All of which had officials and conservatory friends expressing optimism for the next 100 years.

“Como Park is the centerpiece of our park system, and the conservatory is the crown jewel of that centerpiece,” said Mike Hahm, St. Paul director of Parks and Recreation. “To continue, it requires each generation to take its turn in building and improving it.”

Greg McNeely remembers his mother, Marjorie, packing him and his five siblings into the station wagon for wintertime respites in the conservatory’s heated, humid Fern Room, Sunken Garden and Palm Dome. After Marjorie McNeely died in 1998, Greg McNeely and his father wanted to create a memorial to the onetime president of the St. Paul Garden Club.
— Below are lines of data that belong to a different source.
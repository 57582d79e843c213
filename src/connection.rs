//! MySQL 데이터베이스 연결 관리와 변경 로그 조회
//!
//! 캡처 대상 테이블 `<schema>.<table>`마다 같은 스키마에 트리거로 채워지는 변경 로그 테이블
//! `cdc_<capture>`가 있다고 가정합니다. 변경 로그 테이블의 컬럼 순서는 다음과 같습니다.
//!
//! ```text
//! __op, __start_lsn, __seqval, __txid, <데이터 컬럼...>, __commit_time
//! ```

use crate::error::{CdcError, Result};
use crate::events::{CellValue, ChangeRow, ChangeTableDescriptor};
use crate::offset::Lsn;
use crate::source::{ChangeSource, SnapshotScan};
use crate::timestamp::COMMIT_TIME_COLUMN;
use async_trait::async_trait;
use chrono::{FixedOffset, NaiveDate, Offset, TimeZone, Utc};
use mysql_async::consts::ColumnType;
use mysql_async::prelude::*;
use mysql_async::{Conn, IsolationLevel, Opts, OptsBuilder, Pool, Row, TxOpts, Value};
use regex::Regex;
use std::sync::{Arc, OnceLock};
use std::time::Duration;
use tracing::{debug, info, warn};

/// 변경 로그 테이블 이름 접두사
pub const CHANGE_TABLE_PREFIX: &str = "cdc_";

/// MySQL 연결 설정
#[derive(Debug, Clone)]
pub struct ConnectionConfig {
    pub hostname: String,
    pub port: u16,
    pub username: String,
    pub password: String,
    /// 스키마 없이 지정된 테이블에 쓰이는 기본 데이터베이스
    pub database: Option<String>,
    pub timeout: Duration,
    /// 서버가 시간대 변환을 못 할 때 commit 시각 해석에 쓰는 UTC 오프셋.
    /// 없으면 연결 시 서버에 물어봅니다.
    pub server_time_zone: Option<FixedOffset>,
}

impl Default for ConnectionConfig {
    fn default() -> Self {
        ConnectionConfig {
            hostname: "localhost".to_string(),
            port: 3306,
            username: "root".to_string(),
            password: String::new(),
            database: None,
            timeout: Duration::from_secs(30),
            server_time_zone: None,
        }
    }
}

impl ConnectionConfig {
    pub fn new(hostname: impl Into<String>, username: impl Into<String>) -> Self {
        ConnectionConfig {
            hostname: hostname.into(),
            username: username.into(),
            ..Default::default()
        }
    }

    fn build_opts(&self) -> Opts {
        OptsBuilder::default()
            .ip_or_hostname(self.hostname.clone())
            .tcp_port(self.port)
            .user(Some(self.username.clone()))
            .pass(Some(self.password.clone()))
            .db_name(self.database.clone())
            .into()
    }
}

fn identifier_pattern() -> &'static Regex {
    static PATTERN: OnceLock<Regex> = OnceLock::new();
    PATTERN.get_or_init(|| Regex::new(r"^[A-Za-z_][A-Za-z0-9_$]{0,63}$").expect("valid identifier regex"))
}

pub(crate) fn validate_identifier(name: &str) -> Result<()> {
    if !identifier_pattern().is_match(name) {
        return Err(CdcError::ConfigError(format!("invalid identifier '{}'", name)));
    }
    Ok(())
}

/// 쿼리에 직접 넣을 식별자 검증 후 backtick 인용
fn quote_identifier(name: &str) -> Result<String> {
    validate_identifier(name)?;
    Ok(format!("`{}`", name))
}

fn quote_columns(columns: &[String]) -> Result<String> {
    let quoted = columns
        .iter()
        .map(|c| quote_identifier(c))
        .collect::<Result<Vec<_>>>()?;
    Ok(quoted.join(", "))
}

fn max_position_query(schema: &str, capture_name: &str) -> Result<String> {
    Ok(format!(
        "SELECT COALESCE(MAX(`__start_lsn`), 0) FROM {}.{}",
        quote_identifier(schema)?,
        quote_identifier(&format!("{}{}", CHANGE_TABLE_PREFIX, capture_name))?
    ))
}

fn changes_query(schema: &str, table: &ChangeTableDescriptor, timestamp_fragment: &str) -> Result<String> {
    Ok(format!(
        "SELECT `__op`, `__start_lsn`, `__seqval`, `__txid`, {}{} FROM {}.{} \
         WHERE `__start_lsn` BETWEEN ? AND ? \
         ORDER BY `__start_lsn`, `__seqval`, `__op`",
        quote_columns(&table.columns)?,
        timestamp_fragment,
        quote_identifier(schema)?,
        quote_identifier(&format!("{}{}", CHANGE_TABLE_PREFIX, table.capture_name))?
    ))
}

/// 원본 테이블 전체 조회문. 기본 키가 없으면 전체 컬럼 순으로 정렬합니다.
fn snapshot_query(
    schema: &str,
    table_name: &str,
    columns: &[String],
    key_columns: &[String],
) -> Result<String> {
    let order_by = if key_columns.is_empty() {
        columns
    } else {
        key_columns
    };
    Ok(format!(
        "SELECT {} FROM {}.{} ORDER BY {}",
        quote_columns(columns)?,
        quote_identifier(schema)?,
        quote_identifier(table_name)?,
        quote_columns(order_by)?
    ))
}

/// UTC 오프셋 파싱 ("+09:00", "-0530", "UTC")
pub fn parse_utc_offset(value: &str) -> Result<FixedOffset> {
    let value = value.trim();
    if value.eq_ignore_ascii_case("utc") || value == "Z" {
        return Ok(Utc.fix());
    }
    value
        .parse::<FixedOffset>()
        .map_err(|e| CdcError::ConfigError(format!("invalid time zone offset '{}': {}", value, e)))
}

/// MySQL 값을 셀 값으로 변환
///
/// 바이너리 프로토콜 기준입니다. DATETIME/TIMESTAMP는 일단 UTC로 읽고,
/// 세션 시간대 보정은 [`session_to_utc`]에서 합니다.
pub(crate) fn to_cell_value(value: Value) -> CellValue {
    match value {
        Value::NULL => CellValue::Null,
        Value::Int(i) => CellValue::Int64(i),
        Value::UInt(u) => CellValue::UInt64(u),
        Value::Float(f) => CellValue::Float(f),
        Value::Double(d) => CellValue::Double(d),
        Value::Bytes(bytes) => match String::from_utf8(bytes) {
            Ok(s) => CellValue::String(s),
            Err(e) => CellValue::Bytes(e.into_bytes()),
        },
        Value::Date(year, month, day, hour, minute, second, micros) => {
            NaiveDate::from_ymd_opt(year as i32, month as u32, day as u32)
                .and_then(|d| d.and_hms_micro_opt(hour as u32, minute as u32, second as u32, micros))
                .map(|dt| CellValue::DateTime(dt.and_utc()))
                // 0000-00-00 같은 값은 문자열로 보존
                .unwrap_or_else(|| {
                    CellValue::Date(format!(
                        "{:04}-{:02}-{:02} {:02}:{:02}:{:02}.{:06}",
                        year, month, day, hour, minute, second, micros
                    ))
                })
        }
        Value::Time(negative, days, hours, minutes, seconds, micros) => CellValue::Time(format!(
            "{}{:02}:{:02}:{:02}.{:06}",
            if negative { "-" } else { "" },
            days * 24 + hours as u32,
            minutes,
            seconds,
            micros
        )),
    }
}

/// 컬럼 타입을 고려한 변환. DECIMAL과 JSON은 텍스트로 오므로 여기서 구분합니다.
pub(crate) fn typed_cell_value(value: Value, column_type: ColumnType) -> CellValue {
    match (column_type, value) {
        (_, Value::NULL) => CellValue::Null,
        (ColumnType::MYSQL_TYPE_NEWDECIMAL | ColumnType::MYSQL_TYPE_DECIMAL, Value::Bytes(bytes)) => {
            match String::from_utf8(bytes) {
                Ok(s) => CellValue::Decimal(s),
                Err(e) => CellValue::Bytes(e.into_bytes()),
            }
        }
        (ColumnType::MYSQL_TYPE_JSON, Value::Bytes(bytes)) => match serde_json::from_slice(&bytes) {
            Ok(json) => CellValue::Json(json),
            Err(e) => {
                warn!("Malformed JSON column value: {}", e);
                to_cell_value(Value::Bytes(bytes))
            }
        },
        (_, value) => to_cell_value(value),
    }
}

/// 세션 시간대로 기록된 DATETIME을 UTC로 옮김
pub(crate) fn session_to_utc(value: CellValue, offset: FixedOffset) -> CellValue {
    match value {
        CellValue::DateTime(dt) => match offset.from_local_datetime(&dt.naive_utc()).single() {
            Some(local) => CellValue::DateTime(local.with_timezone(&Utc)),
            None => CellValue::DateTime(dt),
        },
        other => other,
    }
}

fn row_values(mut row: Row) -> Vec<CellValue> {
    let types: Vec<ColumnType> = row.columns_ref().iter().map(|c| c.column_type()).collect();
    types
        .into_iter()
        .enumerate()
        .map(|(i, column_type)| typed_cell_value(row.take::<Value, _>(i).unwrap_or(Value::NULL), column_type))
        .collect()
}

/// MySQL 변경 로그 테이블 기반 [`ChangeSource`]
pub struct MySqlChangeSource {
    pool: Pool,
    config: ConnectionConfig,
    normalization: bool,
    /// 정규화가 안 될 때 commit 시각에 적용할 세션 오프셋
    session_offset: Option<FixedOffset>,
}

impl MySqlChangeSource {
    pub async fn connect(config: ConnectionConfig) -> Result<Self> {
        let pool = Pool::new(config.build_opts());

        let mut source = MySqlChangeSource {
            pool,
            config,
            normalization: false,
            session_offset: None,
        };

        let mut conn = source.get_conn().await?;
        source.normalization = check_timezone_support(&mut conn).await?;
        if !source.normalization {
            let offset = match source.config.server_time_zone {
                Some(offset) => offset,
                None => session_utc_offset(&mut conn).await?,
            };
            warn!(
                "Server cannot convert session time zone to UTC, reading commit timestamps as {}",
                offset
            );
            source.session_offset = Some(offset);
        }
        info!(
            "Connected to MySQL {}:{} (timestamp normalization: {})",
            source.config.hostname, source.config.port, source.normalization
        );

        Ok(source)
    }

    async fn get_conn(&self) -> Result<Conn> {
        match tokio::time::timeout(self.config.timeout, self.pool.get_conn()).await {
            Ok(conn) => Ok(conn?),
            Err(_) => Err(CdcError::Transient(format!(
                "timed out connecting to {}:{}",
                self.config.hostname, self.config.port
            ))),
        }
    }

    /// "schema.table" 분리. 스키마가 없으면 기본 데이터베이스 사용
    fn split_table_name(&self, source_table: &str) -> Result<(String, String)> {
        match source_table.split_once('.') {
            Some((schema, table)) => Ok((schema.to_string(), table.to_string())),
            None => match &self.config.database {
                Some(db) => Ok((db.clone(), source_table.to_string())),
                None => Err(CdcError::ConfigError(format!(
                    "table '{}' has no schema and no default database is set",
                    source_table
                ))),
            },
        }
    }

    pub async fn disconnect(&self) -> Result<()> {
        self.pool.clone().disconnect().await?;
        Ok(())
    }
}

/// 세션 시간대에서 UTC로의 변환이 가능한지 확인
async fn check_timezone_support(conn: &mut Conn) -> Result<bool> {
    let converted: Option<Option<String>> = conn
        .query_first("SELECT CONVERT_TZ('2000-01-01 00:00:00', @@session.time_zone, '+00:00')")
        .await?;
    Ok(matches!(converted, Some(Some(_))))
}

/// 현재 세션 시각과 UTC의 차이
async fn session_utc_offset(conn: &mut Conn) -> Result<FixedOffset> {
    let seconds: Option<i64> = conn
        .query_first("SELECT TIMESTAMPDIFF(SECOND, UTC_TIMESTAMP(), NOW())")
        .await?;
    let seconds = seconds.unwrap_or(0);
    i32::try_from(seconds)
        .ok()
        .and_then(FixedOffset::east_opt)
        .ok_or_else(|| CdcError::QueryError(format!("session time zone offset out of range: {}s", seconds)))
}

#[async_trait]
impl ChangeSource for MySqlChangeSource {
    async fn current_max_position(&self, table: &ChangeTableDescriptor) -> Result<Lsn> {
        let (schema, _) = self.split_table_name(&table.source_table)?;
        let query = max_position_query(&schema, &table.capture_name)?;

        let mut conn = self.get_conn().await?;
        let max: Option<u64> = conn.query_first(query).await?;
        Ok(Lsn::new(max.unwrap_or(0)))
    }

    async fn retrieve_changes(
        &self,
        table: &ChangeTableDescriptor,
        low: Lsn,
        high: Lsn,
        timestamp_fragment: &str,
    ) -> Result<Vec<ChangeRow>> {
        let (schema, _) = self.split_table_name(&table.source_table)?;
        let query = changes_query(&schema, table, timestamp_fragment)?;
        debug!("Retrieving changes for {} in [{}, {}]", table.source_table, low, high);

        let mut conn = self.get_conn().await?;
        let rows: Vec<Row> = conn.exec(query, (low.value(), high.value())).await?;

        let Some(first) = rows.first() else {
            return Ok(Vec::new());
        };
        let columns: Arc<[String]> = first
            .columns_ref()
            .iter()
            .map(|c| c.name_str().into_owned())
            .collect::<Vec<_>>()
            .into();

        let session_offset = self
            .session_offset
            .filter(|_| columns.last().map(|c| c == COMMIT_TIME_COLUMN).unwrap_or(false));

        Ok(rows
            .into_iter()
            .map(|row| {
                let mut values = row_values(row);
                if let (Some(offset), Some(last)) = (session_offset, values.pop()) {
                    values.push(session_to_utc(last, offset));
                }
                ChangeRow::new(columns.clone(), values)
            })
            .collect())
    }

    async fn snapshot(&self, table: &ChangeTableDescriptor) -> Result<SnapshotScan> {
        let (schema, table_name) = self.split_table_name(&table.source_table)?;
        let max_query = max_position_query(&schema, &table.capture_name)?;
        let query = snapshot_query(&schema, &table_name, &table.columns, &table.key_columns)?;

        let mut conn = self.get_conn().await?;
        let mut tx_opts = TxOpts::default();
        tx_opts
            .with_consistent_snapshot(true)
            .with_isolation_level(IsolationLevel::RepeatableRead)
            .with_readonly(Some(true));

        // 최대 위치와 행을 같은 read view에서 읽음
        let mut tx = conn.start_transaction(tx_opts).await?;
        let max: Option<u64> = tx.query_first(max_query).await?;
        let rows: Vec<Row> = tx.exec(query, ()).await?;
        tx.commit().await?;

        let position = Lsn::new(max.unwrap_or(0));
        debug!(
            "Read {} snapshot rows from {} at position {}",
            rows.len(),
            table.source_table,
            position
        );
        Ok(SnapshotScan {
            position,
            rows: rows.into_iter().map(row_values).collect(),
        })
    }

    async fn describe_table(&self, source_table: &str, capture_name: &str) -> Result<ChangeTableDescriptor> {
        let (schema, table_name) = self.split_table_name(source_table)?;
        let change_table = format!("{}{}", CHANGE_TABLE_PREFIX, capture_name);

        let mut conn = self.get_conn().await?;
        let names: Vec<String> = conn
            .exec(
                "SELECT COLUMN_NAME FROM INFORMATION_SCHEMA.COLUMNS \
                 WHERE TABLE_SCHEMA = ? AND TABLE_NAME = ? \
                 ORDER BY ORDINAL_POSITION",
                (schema.as_str(), change_table.as_str()),
            )
            .await?;

        let columns: Vec<String> = names.into_iter().filter(|n| !n.starts_with("__")).collect();
        if columns.is_empty() {
            return Err(CdcError::QueryError(format!(
                "change table {}.{} not found or has no data columns",
                schema, change_table
            )));
        }

        let key_columns: Vec<String> = conn
            .exec(
                "SELECT COLUMN_NAME FROM INFORMATION_SCHEMA.KEY_COLUMN_USAGE \
                 WHERE TABLE_SCHEMA = ? AND TABLE_NAME = ? AND CONSTRAINT_NAME = 'PRIMARY' \
                 ORDER BY ORDINAL_POSITION",
                (schema.as_str(), table_name.as_str()),
            )
            .await?;
        if key_columns.is_empty() {
            warn!("{} has no primary key, snapshot rows are ordered by all columns", source_table);
        }

        Ok(ChangeTableDescriptor::new(source_table, capture_name, columns).with_key_columns(key_columns))
    }

    fn supports_timestamp_normalization(&self) -> bool {
        self.normalization
    }
}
In 2002, the McNeely family made a $7 million gift, money that spurred continued improvements and giving. Over the past 15 years, Como Friends — a merger of several nonprofit groups dedicated to the park — has contributed more than $35 million in improvements to the conservatory and the zoo.

Rich history

The conservatory opened on Sunday, Nov. 7, 1915, drawing 3,000 visitors through its doors that first day. It would later become home to the city’s Holiday Flower Show and Spring Flower Show. In June 1962, a hailstorm left the conservatory’s glass walls and dome in shards, prompting extensive repairs.

In 1974, Como Park Conservatory was placed on the National Register of Historic Places but, by the 1980s, the jewel had lost a bit of its luster when its plexiglass windows became nearly opaque.

Major renovation began in 1987 and was completed in 1992, including replacing all the glass and updating the heating and lighting systems. In 2005, the Fern Room and Orchid House were added; in 2006, Tropical Encounters. And in 2011, an Edible Garden was established to raise fruits and vegetables for zoo animals. In April 2013, the $2.5 million Ordway Gardens was added.

The Marjorie McNeely Conservatory is open year round. Park officials say it and the zoo are the most visited public cultural attractions in Minnesota.

On Friday morning, Cory and Reyna Samp, of Fergus Falls, Minn. — with little ones Sydney, 4, and Sully, 1 — paid little attention to the history. Like many of the visitors streaming into the new Centennial Garden, they were simply drawn by word of its beauty as part of a weekend trip to the Twin Cities.

“I really like it,” Reyna Samp said of a visit that included rides in Como Town and a visit to the zoo. “The kids enjoy it. We’d heard it was a fun place to do things, with kids especially.”

Phyllis Casper, of St. Paul, sat on a nearby bench, admiring the new garden and its classical European style. She volunteers at the conservatory, helping visitors find their way around the Japanese Garden. In the winter, she and her husband volunteer every other Wednesday in the North Garden.

“It looks like something from long ago, but still contemporary,” she said of the Centennial Garden. “It’s lovely.”